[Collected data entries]
============================================================

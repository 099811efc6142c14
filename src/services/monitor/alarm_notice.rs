//! `tencentcloud_monitor_alarm_notice`: a notification template that alarm
//! policies point at through `notice_ids`.

use super::model::*;
use super::service::MonitorService;
use crate::connectivity::TencentCloudClient;
use crate::error::Result;
use crate::helper::{non_empty, null_default};
use crate::resource::Resource;
use crate::schema::{Attribute, AttributeFlags, AttributeType, Block, NestedBlock, Schema};
use crate::state::ResourceData;
use async_trait::async_trait;
use serde::{Deserialize, Serialize};
use serde_json::json;
use tracing::info;

#[derive(Debug, Clone, Default, PartialEq, Serialize, Deserialize)]
#[serde(default)]
struct UserNoticeState {
    #[serde(deserialize_with = "null_default")]
    receiver_type: String,
    #[serde(deserialize_with = "null_default")]
    start_time: i64,
    #[serde(deserialize_with = "null_default")]
    end_time: i64,
    #[serde(deserialize_with = "null_default")]
    notice_way: Vec<String>,
    #[serde(deserialize_with = "null_default")]
    user_ids: Vec<i64>,
    #[serde(deserialize_with = "null_default")]
    group_ids: Vec<i64>,
    #[serde(deserialize_with = "null_default")]
    phone_order: Vec<i64>,
    phone_circle_times: Option<i64>,
    phone_inner_interval: Option<i64>,
    phone_circle_interval: Option<i64>,
    need_phone_arrive_notice: Option<i64>,
    phone_call_type: Option<String>,
    #[serde(deserialize_with = "null_default")]
    weekday: Vec<i64>,
}

impl From<UserNoticeState> for UserNotice {
    fn from(s: UserNoticeState) -> Self {
        Self {
            receiver_type: s.receiver_type,
            start_time: s.start_time,
            end_time: s.end_time,
            notice_way: s.notice_way,
            user_ids: s.user_ids,
            group_ids: s.group_ids,
            phone_order: s.phone_order,
            phone_circle_times: s.phone_circle_times,
            phone_inner_interval: s.phone_inner_interval,
            phone_circle_interval: s.phone_circle_interval,
            need_phone_arrive_notice: s.need_phone_arrive_notice,
            phone_call_type: non_empty(s.phone_call_type),
            weekday: s.weekday,
        }
    }
}

impl From<UserNotice> for UserNoticeState {
    fn from(n: UserNotice) -> Self {
        Self {
            receiver_type: n.receiver_type,
            start_time: n.start_time,
            end_time: n.end_time,
            notice_way: n.notice_way,
            user_ids: n.user_ids,
            group_ids: n.group_ids,
            phone_order: n.phone_order,
            phone_circle_times: n.phone_circle_times,
            phone_inner_interval: n.phone_inner_interval,
            phone_circle_interval: n.phone_circle_interval,
            need_phone_arrive_notice: n.need_phone_arrive_notice,
            phone_call_type: n.phone_call_type,
            weekday: n.weekday,
        }
    }
}

#[derive(Debug, Clone, Default, PartialEq, Serialize, Deserialize)]
#[serde(default)]
struct UrlNoticeState {
    #[serde(deserialize_with = "null_default")]
    url: String,
    is_valid: Option<i64>,
    validation_code: Option<String>,
    start_time: Option<i64>,
    end_time: Option<i64>,
    #[serde(deserialize_with = "null_default")]
    weekday: Vec<i64>,
}

impl From<UrlNoticeState> for UrlNotice {
    fn from(s: UrlNoticeState) -> Self {
        Self {
            url: s.url,
            is_valid: s.is_valid,
            validation_code: non_empty(s.validation_code),
            start_time: s.start_time,
            end_time: s.end_time,
            weekday: s.weekday,
        }
    }
}

impl From<UrlNotice> for UrlNoticeState {
    fn from(n: UrlNotice) -> Self {
        Self {
            url: n.url,
            is_valid: n.is_valid,
            validation_code: n.validation_code,
            start_time: n.start_time,
            end_time: n.end_time,
            weekday: n.weekday,
        }
    }
}

#[derive(Debug, Clone, PartialEq, Serialize, Deserialize)]
#[serde(default)]
struct ClsNoticeState {
    #[serde(deserialize_with = "null_default")]
    region: String,
    #[serde(deserialize_with = "null_default")]
    log_set_id: String,
    #[serde(deserialize_with = "null_default")]
    topic_id: String,
    enable: Option<i64>,
}

impl Default for ClsNoticeState {
    fn default() -> Self {
        Self {
            region: String::new(),
            log_set_id: String::new(),
            topic_id: String::new(),
            enable: Some(1),
        }
    }
}

impl From<ClsNoticeState> for ClsNotice {
    fn from(s: ClsNoticeState) -> Self {
        Self {
            region: s.region,
            log_set_id: s.log_set_id,
            topic_id: s.topic_id,
            enable: s.enable.unwrap_or(1),
        }
    }
}

impl From<ClsNotice> for ClsNoticeState {
    fn from(n: ClsNotice) -> Self {
        Self {
            region: n.region,
            log_set_id: n.log_set_id,
            topic_id: n.topic_id,
            enable: Some(n.enable),
        }
    }
}

fn notice_request(d: &ResourceData, notice_id: Option<String>) -> Result<AlarmNoticeRequest> {
    let users: Vec<UserNoticeState> = d.decode_key("user_notices")?;
    let urls: Vec<UrlNoticeState> = d.decode_key("url_notices")?;
    let cls: Vec<ClsNoticeState> = d.decode_key("cls_notices")?;
    Ok(AlarmNoticeRequest {
        module: MODULE.to_string(),
        notice_id,
        name: d.require_str("name")?.to_string(),
        notice_type: d.require_str("notice_type")?.to_string(),
        notice_language: d.require_str("notice_language")?.to_string(),
        user_notices: users.into_iter().map(Into::into).collect(),
        url_notices: urls.into_iter().map(Into::into).collect(),
        cls_notices: cls.into_iter().map(Into::into).collect(),
    })
}

fn int_set() -> Attribute {
    Attribute::set(AttributeType::Int64, AttributeFlags::optional())
}

/// `tencentcloud_monitor_alarm_notice`: a notice template.
pub struct MonitorAlarmNotice;

#[async_trait]
impl Resource for MonitorAlarmNotice {
    fn name(&self) -> &'static str {
        "tencentcloud_monitor_alarm_notice"
    }

    fn schema(&self) -> Schema {
        let user_notices = Block::new()
            .with_attribute(
                "receiver_type",
                Attribute::required_string().with_description("Receiver type, `USER` or `GROUP`."),
            )
            .with_attribute("start_time", Attribute::required_int64().with_description("Seconds from 00:00:00."))
            .with_attribute("end_time", Attribute::required_int64().with_description("Seconds from 00:00:00."))
            .with_attribute(
                "notice_way",
                Attribute::set(AttributeType::String, AttributeFlags::required())
                    .with_description("`EMAIL`, `SMS`, `CALL`, `WECHAT`, `RTX`."),
            )
            .with_attribute("user_ids", int_set())
            .with_attribute("group_ids", int_set())
            .with_attribute("phone_order", int_set())
            .with_attribute("phone_circle_times", Attribute::optional_int64())
            .with_attribute("phone_inner_interval", Attribute::optional_int64())
            .with_attribute("phone_circle_interval", Attribute::optional_int64())
            .with_attribute("need_phone_arrive_notice", Attribute::optional_int64())
            .with_attribute("phone_call_type", Attribute::optional_string())
            .with_attribute("weekday", int_set());

        let url_notices = Block::new()
            .with_attribute("url", Attribute::required_string().with_description("Callback url, max 256 chars."))
            .with_attribute(
                "is_valid",
                Attribute::optional_computed_int64().with_description("`1` once the callback has been verified."),
            )
            .with_attribute("validation_code", Attribute::optional_string())
            .with_attribute("start_time", Attribute::optional_int64())
            .with_attribute("end_time", Attribute::optional_int64())
            .with_attribute("weekday", int_set());

        let cls_notices = Block::new()
            .with_attribute("region", Attribute::required_string())
            .with_attribute("log_set_id", Attribute::required_string())
            .with_attribute("topic_id", Attribute::required_string())
            .with_attribute("enable", Attribute::optional_int64().with_default(json!(1)));

        Schema::v0()
            .with_attribute("name", Attribute::required_string().with_description("Template name, max 60 chars."))
            .with_attribute(
                "notice_type",
                Attribute::required_string()
                    .with_allowed_strings(&["ALARM", "OK", "ALL"])
                    .with_description("Which alarm states are notified."),
            )
            .with_attribute(
                "notice_language",
                Attribute::required_string()
                    .with_allowed_strings(&["zh-CN", "en-US"])
                    .with_description("Language of the notification."),
            )
            .with_block("user_notices", NestedBlock::list(user_notices))
            .with_block("url_notices", NestedBlock::list(url_notices))
            .with_block("cls_notices", NestedBlock::list(cls_notices).with_max_items(1))
            .with_attribute("updated_by", Attribute::computed_string())
            .with_attribute("updated_at", Attribute::computed_string())
            .with_attribute("is_preset", Attribute::computed_int64())
            .with_attribute("amp_consumer_id", Attribute::computed_string())
            .with_attribute(
                "policy_ids",
                Attribute::set(AttributeType::String, AttributeFlags::computed())
                    .with_description("Alarm policies bound to this template."),
            )
    }

    async fn create(&self, client: &TencentCloudClient, d: &mut ResourceData) -> Result<()> {
        let req = notice_request(d, None)?;
        let notice_id = MonitorService::new(client).create_alarm_notice(&req).await?;
        info!(notice_id = %notice_id, "alarm notice created");
        d.set_id(notice_id);
        self.read(client, d).await
    }

    async fn read(&self, client: &TencentCloudClient, d: &mut ResourceData) -> Result<()> {
        let notice = MonitorService::new(client)
            .describe_alarm_notice(d.id())
            .await?;
        let Some(notice) = notice else {
            d.set_id("");
            return Ok(());
        };

        d.set("name", notice.name);
        d.set("notice_type", notice.notice_type);
        d.set("notice_language", notice.notice_language);
        d.set("updated_by", notice.updated_by);
        d.set("updated_at", notice.updated_at);
        d.set("is_preset", notice.is_preset);
        d.set("policy_ids", notice.policy_ids);
        d.set("amp_consumer_id", notice.amp_consumer_id);

        let users: Vec<UserNoticeState> = notice.user_notices.into_iter().map(Into::into).collect();
        let urls: Vec<UrlNoticeState> = notice.url_notices.into_iter().map(Into::into).collect();
        let cls: Vec<ClsNoticeState> = notice.cls_notices.into_iter().map(Into::into).collect();
        d.set("user_notices", serde_json::to_value(users)?);
        d.set("url_notices", serde_json::to_value(urls)?);
        d.set("cls_notices", serde_json::to_value(cls)?);
        Ok(())
    }

    async fn update(&self, client: &TencentCloudClient, d: &mut ResourceData) -> Result<()> {
        // ModifyAlarmNotice replaces the whole template.
        let req = notice_request(d, Some(d.id().to_string()))?;
        MonitorService::new(client).modify_alarm_notice(&req).await?;
        self.read(client, d).await
    }

    async fn delete(&self, client: &TencentCloudClient, d: &mut ResourceData) -> Result<()> {
        MonitorService::new(client)
            .delete_alarm_notice(d.id())
            .await
    }
}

============================================================

→ **TO DO**:
Check the data above line by line for the word "users". State only how many lines contain it.

→ **RESULT**:
4